Unexpected behaviour with str_replace "NA"
Look at the source code of str_replace
.
function (string, pattern, replacement)
{
replacement <- fix_replacement(replacement)
switch(type(pattern), empty = , bound = stop("Not implemented",
call. = FALSE), fixed = stri_replace_first_fixed(string,
pattern, replacement, opts_fixed = attr(pattern, "options")),
coll = stri_replace_first_coll(string, pattern, replacement,
opts_collator = attr(pattern, "options")), regex = stri_replace_first_regex(string,
pattern, replacement, opts_regex = attr(pattern,
"options")), )
}
<environment: namespace:stringr>
This leads to finding fix_replacement
, which is at Github, and I've put it below too. If you run it in your main environment, you find out that fix_replacement(NA)
returns NA
. You can see that it relies on stri_replace_all_regex
, which is from the stringi
package.
fix_replacement <- function(x) {
stri_replace_all_regex(
stri_replace_all_fixed(x, "$", "\\$"),
"(?<!\\\\)\\\\(\\d)",
"\\$$1")
}
The interesting thing is that stri_replace_first_fixed
and stri_replace_first_regex
both return c(NA,NA,NA)
when run with your parameters (your string
, pattern
, and replacement
).
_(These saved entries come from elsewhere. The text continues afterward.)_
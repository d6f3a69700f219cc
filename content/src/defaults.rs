//! Hardcoded document served when the content file is missing or unreadable.

use std::collections::BTreeMap;

use crate::model::{
    Address, BusinessContactData, BusinessHours, CLOSED, ContentSections, HeroBanner,
    LandingPageContent, Layout, Newsletter, PlantTip, Season, SeasonalPlant, SectionLayout,
    SocialLinks, SocialProof, Stat, Testimonial,
};

/// Section names in their default page order.
pub const DEFAULT_SECTION_ORDER: [&str; 6] = [
    "hero",
    "seasonal",
    "tips",
    "socialProof",
    "newsletter",
    "contact",
];

pub fn default_content() -> LandingPageContent {
    LandingPageContent {
        content: default_sections(),
        contact: default_contact(),
        layout: default_layout(),
        ..Default::default()
    }
}

fn default_sections() -> ContentSections {
    ContentSections {
        hero_banners: vec![
            HeroBanner {
                id: "hero-1".to_string(),
                image_url: "/images/hero/greenhouse.jpg".to_string(),
                alt_text: "Sunlit greenhouse full of potted plants".to_string(),
                headline: "Grow something beautiful".to_string(),
                subheadline: Some("Locally grown plants and expert advice".to_string()),
                cta_text: Some("Visit us".to_string()),
                cta_link: Some("#contact".to_string()),
                is_active: true,
                display_order: 1,
            },
            HeroBanner {
                id: "hero-2".to_string(),
                image_url: "/images/hero/seedlings.jpg".to_string(),
                alt_text: "Rows of seedlings in trays".to_string(),
                headline: "Fresh seasonal stock every week".to_string(),
                subheadline: None,
                cta_text: Some("See what's in season".to_string()),
                cta_link: Some("#seasonal".to_string()),
                is_active: true,
                display_order: 2,
            },
        ],
        seasonal_plants: vec![
            SeasonalPlant {
                id: "plant-1".to_string(),
                name: "Tulips".to_string(),
                description: "Bold spring color for beds and containers.".to_string(),
                image_url: Some("/images/plants/tulips.jpg".to_string()),
                season: Season::Spring,
                care_level: Some("Easy".to_string()),
                is_active: true,
                display_order: 1,
            },
            SeasonalPlant {
                id: "plant-2".to_string(),
                name: "Snake Plant".to_string(),
                description: "A forgiving houseplant that thrives on neglect.".to_string(),
                image_url: Some("/images/plants/snake-plant.jpg".to_string()),
                season: Season::YearRound,
                care_level: Some("Easy".to_string()),
                is_active: true,
                display_order: 2,
            },
        ],
        plant_tips: vec![
            PlantTip {
                id: "tip-1".to_string(),
                title: "Water deeply, not often".to_string(),
                content: "Soak the soil thoroughly and let the top inch dry before watering again."
                    .to_string(),
                category: Some("Watering".to_string()),
                season: None,
                is_active: true,
                display_order: 1,
            },
            PlantTip {
                id: "tip-2".to_string(),
                title: "Mulch before the heat".to_string(),
                content: "A few inches of mulch keeps roots cool and holds moisture.".to_string(),
                category: Some("Soil".to_string()),
                season: Some(Season::Summer),
                is_active: true,
                display_order: 2,
            },
        ],
        social_proof: SocialProof {
            headline: "Loved by local gardeners".to_string(),
            subheadline: Some("Family owned and growing since 1998".to_string()),
            stats: vec![
                Stat {
                    label: "Plant varieties".to_string(),
                    value: "500+".to_string(),
                },
                Stat {
                    label: "Happy customers".to_string(),
                    value: "10,000+".to_string(),
                },
            ],
            testimonials: vec![Testimonial {
                id: "testimonial-1".to_string(),
                author: "Maria G.".to_string(),
                quote: "The staff helped me bring my fiddle leaf fig back to life.".to_string(),
                rating: Some(5),
                location: None,
                is_active: true,
                display_order: 1,
            }],
        },
        newsletter: Newsletter {
            enabled: true,
            title: "Stay in the loop".to_string(),
            description: "Seasonal arrivals and care tips, once a month.".to_string(),
            button_text: "Subscribe".to_string(),
        },
    }
}

fn default_contact() -> BusinessContactData {
    let weekday = "9:00 AM - 6:00 PM".to_string();
    BusinessContactData {
        business_name: "Garden Center".to_string(),
        phone: "(555) 010-0100".to_string(),
        email: "hello@example.com".to_string(),
        address: Address {
            street: "123 Garden Way".to_string(),
            city: "Springfield".to_string(),
            state: "OR".to_string(),
            zip: "97477".to_string(),
            country: None,
        },
        hours: BusinessHours {
            monday: weekday.clone(),
            tuesday: weekday.clone(),
            wednesday: weekday.clone(),
            thursday: weekday.clone(),
            friday: weekday,
            saturday: "9:00 AM - 5:00 PM".to_string(),
            sunday: CLOSED.to_string(),
        },
        coordinates: None,
        directions_url: None,
        social_links: SocialLinks::default(),
    }
}

fn default_layout() -> Layout {
    let sections: BTreeMap<String, SectionLayout> = DEFAULT_SECTION_ORDER
        .iter()
        .zip(1..)
        .map(|(name, order)| {
            (
                (*name).to_string(),
                SectionLayout {
                    enabled: true,
                    order,
                },
            )
        })
        .collect();
    Layout {
        sections,
        container_width: "lg".to_string(),
    }
}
The problem is that stri_replace_first_fixed
and stri_replace_first_regex
are C++ code, so it gets a little trickier to figure out what's happening.
stri_replace_first_fixed
can be found here.
stri_replace_first_regex
can be found here.
As far as I can discern with limited time and my relatively rusty C++ knowledge, the function stri__replace_allfirstlast_fixed
checks the replacement
argument using stri_prepare_arg_string
. According to the documentation for that, it will throw an error if it encounters an NA. I don't have time to fully trace it beyond this, but I would suspect that this error may be causing the odd return of all NAs.
This was a bug in the stringi
package but now it is fixed (recall that stringr
is based on stringi
- the former shall be affected too).